You can see in some offical aws tutorials (like this) the following setup:
{
"Version": "2012-10-17",
"Statement": [
{
"Effect": "Allow",
"Principal": {
"Federated": "arn:aws:iam::${AWS_ACCOUNT_ID}:oidc-provider/${OIDC_PROVIDER}"
},
"Action": "sts:AssumeRoleWithWebIdentity",
"Condition": {
"StringEquals": {
"${OIDC_PROVIDER}:sub": "system:serviceaccount:<my-namespace>:<my-service-account>"
}
}
}
]
}
Option 1 for failure
My problem was that I passed the a wrong value for my-service-account
at the end of ${OIDC_PROVIDER}:sub
in the Condition
part.
Option 2 for failure
After the previous fix - I still faced the same error - it was solved by following this aws tutorial which shows the output of using the eksctl with the command below:
eksctl create iamserviceaccount \
--name my-serviceaccount \
--namespace <your-ns> \
--cluster <your-cluster-name> \
--attach-policy-arn arn:aws:iam::aws:policy/AmazonS3ReadOnlyAccess \
--approve
When you look at the output in the trust relationship tab in the AWS web console - you can see that an additional condition was added with the postfix of :aud
and the value of sts.amazonaws.com
:
So this need to be added after the "${OIDC_PROVIDER}:sub"
condition.
I was able to get help from the Kubernetes Slack (shout out to @Rob Del) and this is what we came up with. There's nothing wrong with the k8s rbac from the article, the issue is the way the IAM role is written.
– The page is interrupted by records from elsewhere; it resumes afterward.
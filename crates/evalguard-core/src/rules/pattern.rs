//! Regex arguments for `matches` / `not_matches`.

use std::borrow::Cow;
use std::fmt;

use regex::Regex;
use serde::{Deserialize, Deserializer, Serialize, Serializer};

/// A regex pattern, either as source text or precompiled.
///
/// Source patterns are compiled on every evaluation. Rule sets loaded from
/// documents compile theirs up front, see [`Pattern::compiled`].
#[derive(Debug, Clone)]
pub enum Pattern {
    Source(String),
    Compiled(Regex),
}

impl Pattern {
    /// The pattern's source text.
    pub fn as_str(&self) -> &str {
        match self {
            Self::Source(source) => source,
            Self::Compiled(regex) => regex.as_str(),
        }
    }

    /// Compile the pattern, borrowing it when already compiled.
    pub fn regex(&self) -> Result<Cow<'_, Regex>, regex::Error> {
        match self {
            Self::Source(source) => Regex::new(source).map(Cow::Owned),
            Self::Compiled(regex) => Ok(Cow::Borrowed(regex)),
        }
    }

    /// Convert into the compiled form.
    pub fn compiled(self) -> Result<Self, regex::Error> {
        match self {
            Self::Source(source) => Regex::new(&source).map(Self::Compiled),
            compiled => Ok(compiled),
        }
    }

    pub fn is_compiled(&self) -> bool {
        matches!(self, Self::Compiled(_))
    }
}

impl fmt::Display for Pattern {
    fn fmt(&self, f: &mut fmt::Formatter<'_>) -> fmt::Result {
        f.write_str(self.as_str())
    }
}

impl PartialEq for Pattern {
    fn eq(&self, other: &Self) -> bool {
        self.as_str() == other.as_str()
    }
}

impl From<&str> for Pattern {
    fn from(source: &str) -> Self {
        Self::Source(source.to_string())
    }
}

impl From<String> for Pattern {
    fn from(source: String) -> Self {
        Self::Source(source)
    }
}

impl From<Regex> for Pattern {
    fn from(regex: Regex) -> Self {
        Self::Compiled(regex)
    }
}

impl From<&Regex> for Pattern {
    fn from(regex: &Regex) -> Self {
        Self::Compiled(regex.clone())
    }
}

impl Serialize for Pattern {
    fn serialize<S: Serializer>(&self, serializer: S) -> Result<S::Ok, S::Error> {
        serializer.serialize_str(self.as_str())
    }
}

impl<'de> Deserialize<'de> for Pattern {
    fn deserialize<D: Deserializer<'de>>(deserializer: D) -> Result<Self, D::Error> {
        String::deserialize(deserializer).map(Self::Source)
    }
}

#[cfg(test)]
mod tests {
    use super::*;

    #[test]
    fn test_source_and_compiled_agree() {
        let source = Pattern::from(r"user_\d+");
        let compiled = Pattern::from(Regex::new(r"user_\d+").unwrap());
        assert_eq!(source, compiled);
        assert!(source.regex().unwrap().is_match("user_42"));
        assert!(compiled.regex().unwrap().is_match("user_42"));
    }

    #[test]
    fn test_compiled_conversion() {
        let pattern = Pattern::from(r"\d{4}").compiled().unwrap();
        assert!(pattern.is_compiled());
        assert_eq!(pattern.as_str(), r"\d{4}");

        assert!(Pattern::from("[invalid").compiled().is_err());
    }
}
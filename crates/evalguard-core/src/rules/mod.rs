//! The rule catalog.
//!
//! Each rule is a pure check over `(value, argument)` that either passes or
//! fails with a [`ValidationError`]. The functions live in three groups:
//!
//! - [`text`]: substring and regex rules over the text form of a value
//! - [`shape`]: JSON validity, length bounds, emptiness, equality, type
//! - [`predicate`]: caller-defined predicates
//!
//! [`Rule`] binds a rule to its argument so it can be stored and evaluated
//! later. [`catalog`] lists every rule in the order a [`RuleSet`] evaluates
//! them.
//!
//! [`RuleSet`]: crate::config::RuleSet

pub mod predicate;
pub mod shape;
pub mod text;

mod pattern;

pub use pattern::Pattern;
pub use predicate::Predicate;

use std::fmt;
use std::str::FromStr;

use lazy_static::lazy_static;
use serde::{Deserialize, Serialize};
use serde_json::Value;

use crate::error::ValidationError;
use crate::value::ValueKind;

/// Identifier of a catalog rule.
///
/// Variants are declared in evaluation order.
#[derive(Debug, Clone, Copy, PartialEq, Eq, Hash, PartialOrd, Ord, Serialize, Deserialize)]
#[serde(rename_all = "snake_case")]
pub enum RuleKind {
    Contains,
    NotContains,
    Matches,
    NotMatches,
    ValidJson,
    MaxLength,
    MinLength,
    NotEmpty,
    Equals,
    IsType,
    Satisfies,
}

impl RuleKind {
    pub fn as_str(&self) -> &'static str {
        match self {
            Self::Contains => "contains",
            Self::NotContains => "not_contains",
            Self::Matches => "matches",
            Self::NotMatches => "not_matches",
            Self::ValidJson => "valid_json",
            Self::MaxLength => "max_length",
            Self::MinLength => "min_length",
            Self::NotEmpty => "not_empty",
            Self::Equals => "equals",
            Self::IsType => "is_type",
            Self::Satisfies => "satisfies",
        }
    }

    /// Catalog entry describing this rule.
    pub fn info(&self) -> &'static RuleInfo {
        // The catalog holds one entry per variant, in declaration order.
        &CATALOG[*self as usize]
    }
}

impl fmt::Display for RuleKind {
    fn fmt(&self, f: &mut fmt::Formatter<'_>) -> fmt::Result {
        f.write_str(self.as_str())
    }
}

impl PartialEq<&str> for RuleKind {
    fn eq(&self, other: &&str) -> bool {
        self.as_str() == *other
    }
}

/// Error returned when parsing an unknown rule name.
#[derive(Debug, Clone, PartialEq, Eq, thiserror::Error)]
#[error("Unknown rule: {0}")]
pub struct UnknownRule(pub String);

impl FromStr for RuleKind {
    type Err = UnknownRule;

    fn from_str(s: &str) -> Result<Self, Self::Err> {
        CATALOG
            .iter()
            .find(|info| info.kind.as_str() == s)
            .map(|info| info.kind)
            .ok_or_else(|| UnknownRule(s.to_string()))
    }
}

/// Static description of a catalog rule.
#[derive(Debug, Clone, PartialEq, Eq)]
pub struct RuleInfo {
    pub kind: RuleKind,

    /// Shape of the argument the rule takes
    pub argument: &'static str,

    /// When the rule passes
    pub passes_when: &'static str,
}

lazy_static! {
    static ref CATALOG: Vec<RuleInfo> = vec![
        RuleInfo {
            kind: RuleKind::Contains,
            argument: "substring",
            passes_when: "the substring occurs in the value's text",
        },
        RuleInfo {
            kind: RuleKind::NotContains,
            argument: "substring",
            passes_when: "the substring does not occur in the value's text",
        },
        RuleInfo {
            kind: RuleKind::Matches,
            argument: "regex pattern",
            passes_when: "the pattern matches somewhere in the value's text",
        },
        RuleInfo {
            kind: RuleKind::NotMatches,
            argument: "regex pattern",
            passes_when: "the pattern matches nowhere in the value's text",
        },
        RuleInfo {
            kind: RuleKind::ValidJson,
            argument: "none",
            passes_when: "the value's text parses as JSON",
        },
        RuleInfo {
            kind: RuleKind::MaxLength,
            argument: "integer",
            passes_when: "length <= n",
        },
        RuleInfo {
            kind: RuleKind::MinLength,
            argument: "integer",
            passes_when: "length >= n",
        },
        RuleInfo {
            kind: RuleKind::NotEmpty,
            argument: "none",
            passes_when: "the value is not null, blank, empty or falsy",
        },
        RuleInfo {
            kind: RuleKind::Equals,
            argument: "any value",
            passes_when: "the value equals the argument",
        },
        RuleInfo {
            kind: RuleKind::IsType,
            argument: "value kind",
            passes_when: "the value is an instance of the kind",
        },
        RuleInfo {
            kind: RuleKind::Satisfies,
            argument: "predicate with optional description",
            passes_when: "the predicate returns a truthy result",
        },
    ];
}

/// Every catalog rule, in evaluation order.
pub fn catalog() -> &'static [RuleInfo] {
    &CATALOG
}

/// A catalog rule bound to its argument.
#[derive(Debug, Clone)]
pub enum Rule {
    Contains(String),
    NotContains(String),
    Matches(Pattern),
    NotMatches(Pattern),
    ValidJson,
    MaxLength(usize),
    MinLength(usize),
    NotEmpty,
    Equals(Value),
    IsType(ValueKind),
    Satisfies(Predicate),
}

impl Rule {
    pub fn kind(&self) -> RuleKind {
        match self {
            Self::Contains(_) => RuleKind::Contains,
            Self::NotContains(_) => RuleKind::NotContains,
            Self::Matches(_) => RuleKind::Matches,
            Self::NotMatches(_) => RuleKind::NotMatches,
            Self::ValidJson => RuleKind::ValidJson,
            Self::MaxLength(_) => RuleKind::MaxLength,
            Self::MinLength(_) => RuleKind::MinLength,
            Self::NotEmpty => RuleKind::NotEmpty,
            Self::Equals(_) => RuleKind::Equals,
            Self::IsType(_) => RuleKind::IsType,
            Self::Satisfies(_) => RuleKind::Satisfies,
        }
    }

    /// Evaluate the rule against `value`.
    pub fn evaluate(&self, value: &Value) -> Result<(), ValidationError> {
        match self {
            Self::Contains(needle) => text::contains(value, needle),
            Self::NotContains(needle) => text::not_contains(value, needle),
            Self::Matches(pattern) => text::matches(value, pattern),
            Self::NotMatches(pattern) => text::not_matches(value, pattern),
            Self::ValidJson => shape::valid_json(value),
            Self::MaxLength(n) => shape::max_length(value, *n),
            Self::MinLength(n) => shape::min_length(value, *n),
            Self::NotEmpty => shape::not_empty(value),
            Self::Equals(expected) => shape::equals(value, expected),
            Self::IsType(kind) => shape::is_type(value, *kind),
            Self::Satisfies(predicate) => predicate.evaluate(value),
        }
    }
}
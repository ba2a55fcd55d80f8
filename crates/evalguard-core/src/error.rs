//! The single failure type shared by every rule.

use serde_json::Value;
use thiserror::Error;

use crate::rules::RuleKind;

/// Boxed error carried as the cause of a rule failure.
pub type BoxError = Box<dyn std::error::Error + Send + Sync + 'static>;

/// Raised when a value fails a rule.
///
/// `rule` names the failing rule, `value` is the value it was evaluated
/// against. When the failure was caused by another error (an invalid regex,
/// a JSON parse error, a predicate error) it is available through
/// [`std::error::Error::source`].
#[derive(Error, Debug)]
#[error("{message}")]
pub struct ValidationError {
    /// Human-readable description of the failure
    pub message: String,

    /// The value that failed validation
    pub value: Value,

    /// The rule that was violated
    pub rule: RuleKind,

    #[source]
    source: Option<BoxError>,
}

impl ValidationError {
    pub fn new(message: impl Into<String>, value: Value, rule: RuleKind) -> Self {
        Self {
            message: message.into(),
            value,
            rule,
            source: None,
        }
    }

    /// Attach the error that caused this failure.
    pub fn with_source(mut self, source: impl Into<BoxError>) -> Self {
        self.source = Some(source.into());
        self
    }
}
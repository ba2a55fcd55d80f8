//! Subject model for validation.
//!
//! Every value under test is a `serde_json::Value`. Text rules see the value
//! through [`as_text`], length rules through [`length`], and `is_type` through
//! [`ValueKind`].

use std::borrow::Cow;
use std::fmt;

use serde::{Deserialize, Serialize};
use serde_json::Value;

/// Text form of a value used by substring, regex and JSON rules.
///
/// Strings are used as-is, null becomes the empty string, and everything else
/// is rendered as compact JSON (`42`, `true`, `[1,2]`).
pub fn as_text(value: &Value) -> Cow<'_, str> {
    match value {
        Value::String(s) => Cow::Borrowed(s.as_str()),
        Value::Null => Cow::Borrowed(""),
        other => Cow::Owned(other.to_string()),
    }
}

/// Length of a value as seen by `max_length` / `min_length`.
///
/// Strings count Unicode scalar values, arrays count elements and objects
/// count entries. Scalars fall back to the length of their text form.
pub fn length(value: &Value) -> usize {
    match value {
        Value::String(s) => s.chars().count(),
        Value::Array(items) => items.len(),
        Value::Object(map) => map.len(),
        Value::Null => 0,
        other => as_text(other).chars().count(),
    }
}

/// Type or capability descriptor accepted by `is_type`.
#[derive(Debug, Clone, Copy, PartialEq, Eq, Hash, Serialize, Deserialize)]
#[serde(rename_all = "snake_case")]
pub enum ValueKind {
    Null,
    Bool,
    Integer,
    Float,
    /// Any number, integer or float
    Number,
    String,
    Array,
    Object,
    /// Arrays and objects
    Collection,
    Any,
}

impl ValueKind {
    /// The most specific kind describing `value`.
    pub fn of(value: &Value) -> Self {
        match value {
            Value::Null => Self::Null,
            Value::Bool(_) => Self::Bool,
            Value::Number(n) if n.is_f64() => Self::Float,
            Value::Number(_) => Self::Integer,
            Value::String(_) => Self::String,
            Value::Array(_) => Self::Array,
            Value::Object(_) => Self::Object,
        }
    }

    /// Whether `value` is an instance of this kind.
    ///
    /// Broader kinds accept their specializations: `Number` accepts integers
    /// and floats, `Collection` accepts arrays and objects.
    pub fn accepts(&self, value: &Value) -> bool {
        let actual = Self::of(value);
        match self {
            Self::Any => true,
            Self::Number => matches!(actual, Self::Integer | Self::Float),
            Self::Collection => matches!(actual, Self::Array | Self::Object),
            kind => *kind == actual,
        }
    }

    pub fn as_str(&self) -> &'static str {
        match self {
            Self::Null => "null",
            Self::Bool => "bool",
            Self::Integer => "integer",
            Self::Float => "float",
            Self::Number => "number",
            Self::String => "string",
            Self::Array => "array",
            Self::Object => "object",
            Self::Collection => "collection",
            Self::Any => "any",
        }
    }
}

impl fmt::Display for ValueKind {
    fn fmt(&self, f: &mut fmt::Formatter<'_>) -> fmt::Result {
        f.write_str(self.as_str())
    }
}

/// Values usable as a boolean outcome.
///
/// Predicates passed to `satisfies` may return anything implementing this
/// trait. Empty and zero values are falsy.
pub trait Truthy {
    fn is_truthy(&self) -> bool;
}

impl Truthy for bool {
    fn is_truthy(&self) -> bool {
        *self
    }
}

impl Truthy for Value {
    fn is_truthy(&self) -> bool {
        match self {
            Value::Null => false,
            Value::Bool(b) => *b,
            Value::Number(n) => n.as_f64().is_some_and(|f| f != 0.0),
            Value::String(s) => !s.is_empty(),
            Value::Array(items) => !items.is_empty(),
            Value::Object(map) => !map.is_empty(),
        }
    }
}

impl<T: Truthy> Truthy for Option<T> {
    fn is_truthy(&self) -> bool {
        self.as_ref().is_some_and(Truthy::is_truthy)
    }
}

impl Truthy for &str {
    fn is_truthy(&self) -> bool {
        !self.is_empty()
    }
}

impl Truthy for String {
    fn is_truthy(&self) -> bool {
        !self.is_empty()
    }
}

impl<T> Truthy for Vec<T> {
    fn is_truthy(&self) -> bool {
        !self.is_empty()
    }
}

macro_rules! impl_truthy_for_numbers {
    ($($t:ty),*) => {
        $(
            impl Truthy for $t {
                fn is_truthy(&self) -> bool {
                    *self != 0 as $t
                }
            }
        )*
    };
}

impl_truthy_for_numbers!(i8, i16, i32, i64, isize, u8, u16, u32, u64, usize, f32, f64);
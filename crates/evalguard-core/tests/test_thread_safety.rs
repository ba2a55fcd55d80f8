use std::sync::atomic::{AtomicUsize, Ordering};
use std::thread;

use evalguard::{check, expect, RuleSet};

#[test]
fn expect_from_many_threads() {
    thread::scope(|scope| {
        let workers: Vec<_> = (0..10)
            .map(|thread_id| {
                scope.spawn(move || {
                    for i in 0..100 {
                        let value = format!("test_{}_{}", thread_id, i);
                        expect(value)
                            .contains("test")
                            .and_then(|e| e.not_contains("invalid"))?;
                    }
                    Ok::<_, evalguard::ValidationError>(())
                })
            })
            .collect();

        for worker in workers {
            assert!(worker.join().unwrap().is_ok());
        }
    });
}

#[test]
fn checked_function_shared_across_threads() {
    let calls = AtomicUsize::new(0);
    let safe_func = check(RuleSet::new().contains("result").not_contains("error")).wrap(
        |(thread_id, call_id): (usize, usize)| {
            calls.fetch_add(1, Ordering::SeqCst);
            format!("result_{}_{}", thread_id, call_id)
        },
    );

    thread::scope(|scope| {
        for thread_id in 0..10 {
            let safe_func = &safe_func;
            scope.spawn(move || {
                for call_id in 0..50 {
                    assert!(safe_func.call((thread_id, call_id)).is_ok());
                }
            });
        }
    });

    assert_eq!(calls.load(Ordering::SeqCst), 500);
}
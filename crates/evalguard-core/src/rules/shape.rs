//! Structural rules: JSON validity, length, emptiness, equality and type.

use serde_json::Value;

use crate::error::ValidationError;
use crate::rules::RuleKind;
use crate::value::{as_text, length, Truthy, ValueKind};

/// Pass when the value's text parses as JSON.
pub fn valid_json(value: &Value) -> Result<(), ValidationError> {
    match serde_json::from_str::<Value>(&as_text(value)) {
        Ok(_) => Ok(()),
        Err(e) => Err(ValidationError::new(
            format!("Expected value to be valid JSON: {}", e),
            value.clone(),
            RuleKind::ValidJson,
        )
        .with_source(e)),
    }
}

/// Pass when the value's length is at most `max`.
pub fn max_length(value: &Value, max: usize) -> Result<(), ValidationError> {
    let len = length(value);
    if len <= max {
        return Ok(());
    }
    Err(ValidationError::new(
        format!("Expected length <= {}, got {}", max, len),
        value.clone(),
        RuleKind::MaxLength,
    ))
}

/// Pass when the value's length is at least `min`.
pub fn min_length(value: &Value, min: usize) -> Result<(), ValidationError> {
    let len = length(value);
    if len >= min {
        return Ok(());
    }
    Err(ValidationError::new(
        format!("Expected length >= {}, got {}", min, len),
        value.clone(),
        RuleKind::MinLength,
    ))
}

/// Pass when the value has content.
///
/// Null always fails. Strings fail when blank after trimming, arrays and
/// objects when they have no entries, and other values when falsy.
pub fn not_empty(value: &Value) -> Result<(), ValidationError> {
    let detail = match value {
        Value::Null => Some(", got null"),
        Value::String(s) if s.trim().is_empty() => Some(""),
        Value::Array(items) if items.is_empty() => Some(", got empty array"),
        Value::Object(map) if map.is_empty() => Some(", got empty object"),
        Value::Bool(_) | Value::Number(_) if !value.is_truthy() => Some(""),
        _ => None,
    };

    match detail {
        None => Ok(()),
        Some(detail) => Err(ValidationError::new(
            format!("Expected value to not be empty{}", detail),
            value.clone(),
            RuleKind::NotEmpty,
        )),
    }
}

/// Pass when the value equals `expected`.
pub fn equals(value: &Value, expected: &Value) -> Result<(), ValidationError> {
    if value == expected {
        return Ok(());
    }
    Err(ValidationError::new(
        format!("Expected value to equal {}, got {}", expected, value),
        value.clone(),
        RuleKind::Equals,
    ))
}

/// Pass when `kind` accepts the value.
pub fn is_type(value: &Value, kind: ValueKind) -> Result<(), ValidationError> {
    if kind.accepts(value) {
        return Ok(());
    }
    Err(ValidationError::new(
        format!(
            "Expected value to be of type {}, got {}",
            kind,
            ValueKind::of(value)
        ),
        value.clone(),
        RuleKind::IsType,
    ))
}
//! # evalguard
//!
//! Validation for the outputs of AI agents.
//!
//! Two surfaces share one catalog of rules:
//!
//! - [`expect`] wraps a value for fluent, fail-fast assertions
//! - [`check`] attaches a [`RuleSet`] to a function and validates every
//!   result it returns, optionally substituting a fallback on failure
//!
//! ## Key Guarantees
//!
//! 1. **Pure**: rules never mutate the value under test
//! 2. **One failure type**: every rule fails with a [`ValidationError`]
//!    naming the rule, the value and what was expected
//! 3. **Thread-safe**: no shared mutable state; checkers are `Send + Sync`
//!
//! ## Example
//!
//! ```rust
//! use evalguard::{check, expect, RuleSet, ValidationError};
//!
//! # fn main() -> Result<(), ValidationError> {
//! expect("SELECT * FROM users")
//!     .contains("SELECT")?
//!     .not_contains("DROP")?;
//!
//! let agent = check(RuleSet::new().contains("SELECT"))
//!     .on_fail(|_| "SELECT 1".to_string())
//!     .wrap(|prompt: &str| format!("-- {}", prompt));
//!
//! assert_eq!(agent.call("list users")?, "SELECT 1");
//! # Ok(())
//! # }
//! ```

pub mod checker;
pub mod config;
pub mod error;
pub mod expectation;
pub mod rules;
pub mod value;

// Re-export main types at crate root
pub use checker::{check, try_check, Checked, Checker};
pub use config::{ConfigError, RuleSet};
pub use error::ValidationError;
pub use expectation::{expect, Expectation};
pub use rules::{catalog, Pattern, Predicate, Rule, RuleInfo, RuleKind};
pub use value::{Truthy, ValueKind};

pub use serde_json::{json, Value};
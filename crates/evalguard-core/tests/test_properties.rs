use std::cell::Cell;

use evalguard::{check, expect, json, RuleKind, RuleSet, ValidationError, ValueKind};
use proptest::prelude::*;

proptest! {
    #[test]
    fn present_substring_passes(
        prefix in "\\PC{0,16}",
        needle in "\\PC{0,8}",
        suffix in "\\PC{0,16}"
    ) {
        let haystack = format!("{}{}{}", prefix, needle, suffix);
        prop_assert!(expect(haystack.as_str()).contains(&needle).is_ok());
    }

    #[test]
    fn absent_substring_fails_with_contains(haystack in "[a-z ]{0,32}", needle in "[A-Z0-9]{1,8}") {
        let err = expect(haystack.as_str()).contains(&needle).unwrap_err();
        prop_assert_eq!(err.rule, RuleKind::Contains);
    }
}

#[test]
fn not_empty_rejects_blank_strings() {
    for blank in ["", "   ", "\t\n"] {
        let err = expect(blank).not_empty().unwrap_err();
        assert_eq!(err.rule, RuleKind::NotEmpty);
    }
    assert!(expect("x").not_empty().is_ok());
}

#[test]
fn valid_json_failure_is_a_validation_error() {
    assert!(expect(r#"{"a":1}"#).valid_json().is_ok());

    let err: ValidationError = expect("{a:1}").valid_json().unwrap_err();
    assert_eq!(err.rule, RuleKind::ValidJson);
}

#[test]
fn chain_is_fail_fast() {
    let evaluated = Cell::new(0);
    let err = expect("abc")
        .contains("z")
        .and_then(|e| e.not_contains("a"))
        .and_then(|e| {
            e.satisfies(|_| {
                evaluated.set(evaluated.get() + 1);
                true
            })
        })
        .unwrap_err();

    assert_eq!(err.rule, RuleKind::Contains);
    assert_eq!(evaluated.get(), 0);
}

#[test]
fn checker_passes_and_rejects_sql() {
    let rules = RuleSet::new().contains(vec!["SELECT"]).not_contains(vec!["DROP"]);

    let safe = check(rules.clone()).wrap(|()| "SELECT * FROM t".to_string());
    assert_eq!(safe.call(()).unwrap(), "SELECT * FROM t");

    // Rules run in catalog order, so a value lacking SELECT reports contains
    // even though it also holds DROP. not_contains is only reached once
    // contains passes, as in the mixed case below.
    let dangerous = check(rules.clone()).wrap(|()| "DROP TABLE t".to_string());
    assert_eq!(dangerous.call(()).unwrap_err().rule, RuleKind::Contains);

    let mixed = check(rules).wrap(|()| "SELECT 1; DROP TABLE t".to_string());
    assert_eq!(mixed.call(()).unwrap_err().rule, RuleKind::NotContains);
}

#[test]
fn checker_not_contains_alone_rejects_drop() {
    let dangerous =
        check(RuleSet::new().not_contains(["DROP"])).wrap(|()| "DROP TABLE t".to_string());
    assert_eq!(dangerous.call(()).unwrap_err().rule, RuleKind::NotContains);
}

#[test]
fn fallback_replaces_result() {
    let func = check(RuleSet::new().contains(["X"]))
        .on_fail(|_| "fallback".to_string())
        .wrap(|()| "no match".to_string());
    assert_eq!(func.call(()).unwrap(), "fallback");
}

#[test]
fn max_length_boundary_is_inclusive() {
    assert!(expect("hello!").max_length(5).is_err());
    assert!(expect("hello").max_length(5).is_ok());
}

#[test]
fn is_type_string() {
    assert!(expect("any string").is_type(ValueKind::String).is_ok());

    let err = expect(7).is_type(ValueKind::String).unwrap_err();
    assert_eq!(err.rule, RuleKind::IsType);
    assert_eq!(err.value, json!(7));
}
I am using Terraform v0.12.24, but I believe something similar to the following .tf should work for Terraform v0.14:
data "aws_caller_identity" "current" {}
resource "aws_iam_role" "external_dns_role" {
name = "external-dns"
assume_role_policy = jsonencode({
"Version": "2012-10-17",
"Statement": [
{
"Effect": "Allow",
"Principal": {
"Federated": format(
"arn:aws:iam::${data.aws_caller_identity.current.account_id}:%s",
replace(
"${aws_eks_cluster.<YOUR_CLUSTER_NAME>.identity[0].oidc[0].issuer}",
"https://",
"oidc-provider/"
)
)
},
"Action": "sts:AssumeRoleWithWebIdentity",
"Condition": {
"StringEquals": {
format(
"%s:sub",
trimprefix(
"${aws_eks_cluster.<YOUR_CLUSTER_NAME>.identity[0].oidc[0].issuer}",
"https://"
)
) : "system:serviceaccount:default:external-dns"
}
}
}
]
})
}
The above .tf assume you created your eks cluster using terraform and that you use the rbac manifest from the external-dns tutorial.